Available data:
use std::cell::Cell;
use std::rc::Rc;
use std::time::{Duration, Instant};

/// Where the game loop reads "now" from.
pub trait TimeSource {
    fn now(&self) -> Instant;
}

/// Monotonic wall time (`Instant::now()`).
#[derive(Debug, Default, Copy, Clone)]
pub struct MonotonicTime;

impl TimeSource for MonotonicTime {
    #[inline]
    fn now(&self) -> Instant {
        Instant::now()
    }
}

/// Manually driven time for headless runs and tests.
///
/// Clones share the same reading, so a driver can keep one handle and advance
/// it between ticks while the loop owns another.
#[derive(Debug, Clone)]
pub struct ManualTime {
    now: Rc<Cell<Instant>>,
}

impl ManualTime {
    pub fn new(start: Instant) -> Self {
        Self { now: Rc::new(Cell::new(start)) }
    }

    pub fn set(&self, now: Instant) {
        self.now.set(now);
    }

    pub fn advance(&self, by: Duration) {
        self.now.set(self.now.get() + by);
    }
}

impl TimeSource for ManualTime {
    fn now(&self) -> Instant {
        self.now.get()
    }
}

#[cfg(test)]
mod tests {
    use super::*;

    #[test]
    fn manual_time_clones_share_reading() {
        let start = Instant::now();
        let a = ManualTime::new(start);
        let b = a.clone();
        a.advance(Duration::from_millis(16));
        assert_eq!(b.now(), start + Duration::from_millis(16));
    }

    #[test]
    fn monotonic_time_does_not_go_backwards() {
        let t = MonotonicTime;
        let a = t.now();
        let b = t.now();
        assert!(b >= a);
    }
}
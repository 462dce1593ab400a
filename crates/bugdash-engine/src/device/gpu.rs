use anyhow::{Context, Result};
use wgpu::SurfaceError;
use winit::dpi::PhysicalSize;
use winit::window::Window;

use crate::config::GpuConfig;

use super::surface;

/// High-level response after a surface error.
#[derive(Debug, Copy, Clone, Eq, PartialEq)]
pub enum SurfaceErrorAction {
    /// Surface was reconfigured; presenting may resume next frame.
    Reconfigured,
    /// Transient error; skip presenting this frame.
    SkipFrame,
    /// Unrecoverable (commonly OOM).
    Fatal,
}

/// One acquired swapchain frame.
///
/// Short-lived: holding the surface texture blocks acquisition of the next one.
pub struct GpuFrame {
    pub surface_texture: wgpu::SurfaceTexture,
    pub view: wgpu::TextureView,
    pub encoder: wgpu::CommandEncoder,
}

/// Device, queue and the swapchain of the game window.
pub struct Gpu<'w> {
    /// Surface bound to the window; cannot outlive it.
    surface: wgpu::Surface<'w>,
    device: wgpu::Device,
    queue: wgpu::Queue,
    config: wgpu::SurfaceConfiguration,
    /// Current drawable size in physical pixels.
    size: PhysicalSize<u32>,
}

impl<'w> Gpu<'w> {
    /// Creates a GPU context bound to `window`.
    pub async fn new(window: &'w Window, gpu: &GpuConfig) -> Result<Self> {
        let size = window.inner_size();
        anyhow::ensure!(size.width > 0 && size.height > 0, "window has zero size");

        let instance = wgpu::Instance::new(&wgpu::InstanceDescriptor {
            backends: wgpu::Backends::all(),
            ..Default::default()
        });

        let surface = instance
            .create_surface(window)
            .context("failed to create wgpu surface")?;

        let adapter = instance
            .request_adapter(&wgpu::RequestAdapterOptions {
                power_preference: gpu.power_preference,
                compatible_surface: Some(&surface),
                force_fallback_adapter: false,
            })
            .await
            .context("failed to find a suitable GPU adapter")?;

        let info = adapter.get_info();
        log::info!("GPU adapter: {} ({:?})", info.name, info.backend);

        let (device, queue) = adapter
            .request_device(&wgpu::DeviceDescriptor {
                label: Some("bugdash device"),
                required_features: wgpu::Features::empty(),
                required_limits: wgpu::Limits::downlevel_webgl2_defaults(),
                experimental_features: wgpu::ExperimentalFeatures::disabled(),
                memory_hints: wgpu::MemoryHints::MemoryUsage,
                trace: wgpu::Trace::Off,
            })
            .await
            .context("failed to create wgpu device/queue")?;

        let caps = surface.get_capabilities(&adapter);
        let format = surface::choose_surface_format(&caps, gpu.prefer_srgb)
            .context("no supported surface formats")?;

        let config = wgpu::SurfaceConfiguration {
            usage: wgpu::TextureUsages::RENDER_ATTACHMENT,
            format,
            width: size.width,
            height: size.height,
            present_mode: surface::choose_present_mode(&caps, gpu.present_mode),
            alpha_mode: surface::choose_alpha_mode(&caps, gpu.alpha_mode),
            view_formats: vec![],
            desired_maximum_frame_latency: gpu.max_frame_latency,
        };

        surface.configure(&device, &config);
        log::debug!("surface configured: {format:?} {}x{}", size.width, size.height);

        Ok(Self { surface, device, queue, config, size })
    }

    pub fn surface_format(&self) -> wgpu::TextureFormat {
        self.config.format
    }

    /// Current drawable size (physical pixels).
    pub fn size(&self) -> PhysicalSize<u32> {
        self.size
    }

    pub fn device(&self) -> &wgpu::Device {
        &self.device
    }

    pub fn queue(&self) -> &wgpu::Queue {
        &self.queue
    }

    /// Reconfigures the surface after a resize.
    pub fn resize(&mut self, new_size: PhysicalSize<u32>) {
        surface::apply_resize(
            &self.surface,
            &self.device,
            &mut self.config,
            &mut self.size,
            new_size,
        );
    }

    /// Acquires the next surface texture and creates an encoder.
    pub fn begin_frame(&self) -> std::result::Result<GpuFrame, SurfaceError> {
        let surface_texture = self.surface.get_current_texture()?;
        let view = surface_texture
            .texture
            .create_view(&wgpu::TextureViewDescriptor::default());

        let encoder = self
            .device
            .create_command_encoder(&wgpu::CommandEncoderDescriptor {
                label: Some("bugdash frame encoder"),
            });

        Ok(GpuFrame { surface_texture, view, encoder })
    }

    /// Submits the recorded commands and presents the frame.
    pub fn submit(&self, frame: GpuFrame) {
        let GpuFrame { surface_texture, view, encoder } = frame;
        self.queue.submit(std::iter::once(encoder.finish()));
        drop(view);
        surface_texture.present();
    }

    /// Converts a `SurfaceError` into a higher-level action.
    pub fn handle_surface_error(&mut self, err: SurfaceError) -> SurfaceErrorAction {
        surface::map_surface_error(&self.surface, &self.device, &self.config, self.size, err)
    }
}
use std::fmt;

use fontdue::layout::{CoordinateSystem, Layout, LayoutSettings, TextStyle as GlyphStyle};

use crate::paint::Rgba8;

use super::RenderSurface;

/// Error returned by [`Font::from_bytes`].
#[derive(Debug, Clone)]
pub struct FontLoadError(pub String);

impl fmt::Display for FontLoadError {
    fn fmt(&self, f: &mut fmt::Formatter<'_>) -> fmt::Result {
        write!(f, "font load error: {}", self.0)
    }
}

impl std::error::Error for FontLoadError {}

/// A parsed TrueType/OpenType font.
pub struct Font {
    inner: fontdue::Font,
}

impl Font {
    pub fn from_bytes(bytes: &[u8]) -> Result<Self, FontLoadError> {
        let inner = fontdue::Font::from_bytes(bytes, fontdue::FontSettings::default())
            .map_err(|e| FontLoadError(e.to_string()))?;
        Ok(Self { inner })
    }

    /// Width of `text` laid out at `size` px on a single line.
    pub fn measure(&self, text: &str, size: f32) -> f32 {
        self.layout(text, size)
            .glyphs()
            .iter()
            .map(|g| g.x + g.width as f32)
            .fold(0.0, f32::max)
    }

    fn ascent(&self, size: f32) -> f32 {
        self.inner
            .horizontal_line_metrics(size)
            .map(|m| m.ascent)
            .unwrap_or(size)
    }

    fn layout(&self, text: &str, size: f32) -> Layout {
        let mut layout = Layout::new(CoordinateSystem::PositiveYDown);
        layout.reset(&LayoutSettings::default());
        layout.append(&[&self.inner], &GlyphStyle::new(text, size, 0));
        layout
    }
}

impl fmt::Debug for Font {
    fn fmt(&self, f: &mut fmt::Formatter<'_>) -> fmt::Result {
        f.debug_struct("Font").finish_non_exhaustive()
    }
}

/// Horizontal anchoring of the text origin.
#[derive(Debug, Copy, Clone, Default, Eq, PartialEq)]
pub enum TextAlign {
    #[default]
    Left,
    Center,
    Right,
}

/// How a line of text is painted.
#[derive(Debug, Copy, Clone)]
pub struct TextStyle {
    /// Pixel size.
    pub size: f32,
    pub fill: Rgba8,
    /// One-pixel outline drawn beneath the fill.
    pub outline: Option<Rgba8>,
    pub align: TextAlign,
}

impl TextStyle {
    pub fn new(size: f32, fill: Rgba8) -> Self {
        Self {
            size,
            fill,
            outline: None,
            align: TextAlign::Left,
        }
    }

    pub fn outline(mut self, color: Rgba8) -> Self {
        self.outline = Some(color);
        self
    }

    pub fn align(mut self, align: TextAlign) -> Self {
        self.align = align;
        self
    }
}

const OUTLINE_OFFSETS: [(i32, i32); 4] = [(-1, 0), (1, 0), (0, -1), (0, 1)];

impl RenderSurface {
    /// Draws one line of text whose baseline starts at `(x, baseline)`,
    /// adjusted by `style.align`.
    pub fn draw_text(&mut self, font: &Font, text: &str, x: f32, baseline: f32, style: &TextStyle) {
        let layout = font.layout(text, style.size);
        let glyphs = layout.glyphs();
        if glyphs.is_empty() {
            return;
        }

        let width = glyphs
            .iter()
            .map(|g| g.x + g.width as f32)
            .fold(0.0, f32::max);
        let left = match style.align {
            TextAlign::Left => x,
            TextAlign::Center => x - width / 2.0,
            TextAlign::Right => x - width,
        };
        let top = baseline - font.ascent(style.size);

        for glyph in glyphs {
            if glyph.width == 0 || glyph.height == 0 {
                continue;
            }
            let (metrics, coverage) = font.inner.rasterize_config(glyph.key);
            let gx = (left + glyph.x).round() as i32;
            let gy = (top + glyph.y).round() as i32;
            let (w, h) = (metrics.width as u32, metrics.height as u32);

            if let Some(outline) = style.outline {
                for (dx, dy) in OUTLINE_OFFSETS {
                    self.draw_coverage(gx + dx, gy + dy, w, h, &coverage, outline);
                }
            }
            self.draw_coverage(gx, gy, w, h, &coverage, style.fill);
        }
    }
}

#[cfg(test)]
mod tests {
    use super::*;

    #[test]
    fn garbage_bytes_are_rejected() {
        let err = Font::from_bytes(b"not a font").unwrap_err();
        assert!(err.to_string().starts_with("font load error"));
    }

    #[test]
    fn style_builder_sets_fields() {
        let style = TextStyle::new(20.0, Rgba8::BLACK)
            .outline(Rgba8::from_hex(0xcccccc))
            .align(TextAlign::Center);
        assert_eq!(style.align, TextAlign::Center);
        assert_eq!(style.outline, Some(Rgba8::rgb(0xcc, 0xcc, 0xcc)));
    }
}
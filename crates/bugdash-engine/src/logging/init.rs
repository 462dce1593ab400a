use std::sync::Once;

/// Logger configuration.
///
/// `env_filter` follows the `env_logger` filter syntax (e.g. "info",
/// "bugdash_engine=debug,wgpu=warn"). When absent, `RUST_LOG` is consulted.
#[derive(Debug, Clone)]
pub struct LoggingConfig {
    pub env_filter: Option<String>,
    pub write_style: env_logger::WriteStyle,
}

impl Default for LoggingConfig {
    fn default() -> Self {
        Self {
            env_filter: None,
            write_style: env_logger::WriteStyle::Auto,
        }
    }
}

impl LoggingConfig {
    /// Uses `filter` instead of `RUST_LOG`.
    pub fn with_filter(mut self, filter: impl Into<String>) -> Self {
        self.env_filter = Some(filter.into());
        self
    }
}

static INIT: Once = Once::new();

/// Initializes the global logger once.
///
/// Subsequent calls are ignored. wgpu and naga are capped at `warn` unless the
/// filter names them explicitly; their `info` output drowns frame logs.
pub fn init_logging(config: LoggingConfig) {
    INIT.call_once(|| {
        let mut builder = env_logger::Builder::new();
        builder
            .filter_module("wgpu_core", log::LevelFilter::Warn)
            .filter_module("wgpu_hal", log::LevelFilter::Warn)
            .filter_module("naga", log::LevelFilter::Warn);

        if let Some(filter) = config.env_filter {
            builder.parse_filters(&filter);
        } else if let Ok(filter) = std::env::var("RUST_LOG") {
            builder.parse_filters(&filter);
        } else {
            builder.filter_level(log::LevelFilter::Info);
        }

        builder.write_style(config.write_style);

        // A test harness or embedding host may have installed a logger already.
        if builder.try_init().is_err() {
            log::debug!("logger already installed; keeping the existing one");
            return;
        }

        log::debug!("logging initialized");
    });
}

#[cfg(test)]
mod tests {
    use super::*;

    #[test]
    fn init_is_idempotent() {
        init_logging(LoggingConfig::default().with_filter("debug"));
        init_logging(LoggingConfig::default());
        log::info!("still logging after second init");
    }

    #[test]
    fn with_filter_overrides_env() {
        let cfg = LoggingConfig::default().with_filter("bugdash_engine=trace");
        assert_eq!(cfg.env_filter.as_deref(), Some("bugdash_engine=trace"));
    }
}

Work to be completed:
Looking at the records above, return exactly the lines from the line with "assert_eq!(b.now(), start +" to the line with "#[derive(Debug, Copy, Clone, Eq, PartialEq)]", both ends included.

Task output:
        assert_eq!(b.now(), start + Duration::from_millis(16));
    }

    #[test]
    fn monotonic_time_does_not_go_backwards() {
        let t = MonotonicTime;
        let a = t.now();
        let b = t.now();
        assert!(b >= a);
    }
}
repository 462dce1593ab400a
filename crates/bugdash-engine/src/device/gpu.rs
use anyhow::{Context, Result};
use wgpu::SurfaceError;
use winit::dpi::PhysicalSize;
use winit::window::Window;

use crate::config::GpuConfig;

use super::surface;

/// High-level response after a surface error.
#[derive(Debug, Copy, Clone, Eq, PartialEq)]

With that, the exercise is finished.